## Directions for this task
Search the entries for the word "impl". Copy each line in which it is found.

»»

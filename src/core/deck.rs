use rand::Rng;
use rand::seq::SliceRandom;

use super::{Card, CardBitSet, GtoError, Suit, Value};

/// A deck of cards that can be shuffled and dealt from.
///
/// The cards start out in value then suit order. Nothing is
/// random until `shuffle` is called.
#[derive(Debug, Clone, PartialEq)]
pub struct Deck {
    /// Card storage. Dealing takes from the front.
    cards: Vec<Card>,
}

impl Deck {
    /// Create the normal 52 card deck
    ///
    /// ```
    /// use rs_gto::core::Deck;
    ///
    /// assert_eq!(52, Deck::new().len());
    /// ```
    pub fn new() -> Self {
        Self::new_excluding(&[])
    }

    /// Create a deck without the given cards. Useful for
    /// removing the hero's hole cards and the board.
    pub fn new_excluding(exclude: &[Card]) -> Self {
        let excluded: CardBitSet = exclude.iter().collect();
        let mut cards = Vec::with_capacity(52 - excluded.count());
        for v in Value::values() {
            for s in Suit::suits() {
                let card = Card::new(v, s);
                if !excluded.contains(card) {
                    cards.push(card);
                }
            }
        }
        Self { cards }
    }

    /// Given a card, is it in the current deck?
    pub fn contains(&self, c: &Card) -> bool {
        self.cards.contains(c)
    }

    /// How many cards are there in the deck.
    pub fn len(&self) -> usize {
        self.cards.len()
    }

    /// Have all of the cards been dealt from this deck?
    pub fn is_empty(&self) -> bool {
        self.cards.is_empty()
    }

    /// Randomly shuffle the deck.
    pub fn shuffle<R: Rng + ?Sized>(&mut self, rng: &mut R) -> &mut Self {
        self.cards.shuffle(rng);
        self
    }

    /// Deal `n` cards off the top of the deck.
    ///
    /// ```
    /// use rs_gto::core::Deck;
    ///
    /// let mut deck = Deck::new();
    /// let hole = deck.deal(2).unwrap();
    /// assert_eq!(2, hole.len());
    /// assert_eq!(50, deck.len());
    /// assert!(deck.deal(51).is_err());
    /// ```
    pub fn deal(&mut self, n: usize) -> Result<Vec<Card>, GtoError> {
        if n > self.cards.len() {
            return Err(GtoError::NotEnoughCards {
                requested: n,
                available: self.cards.len(),
            });
        }
        Ok(self.cards.drain(..n).collect())
    }

    /// Get an iterator from this deck
    pub fn iter(&self) -> std::slice::Iter<'_, Card> {
        self.cards.iter()
    }
}

impl Default for Deck {
    fn default() -> Self {
        Self::new()
    }
}

/// Turn a deck into an iterator
impl IntoIterator for Deck {
    type Item = Card;
    type IntoIter = std::vec::IntoIter<Card>;
    /// Consume this deck and create a new iterator.
    fn into_iter(self) -> Self::IntoIter {
        self.cards.into_iter()
    }
}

««

## Completed task
impl Deck {
impl Default for Deck {
impl IntoIterator for Deck {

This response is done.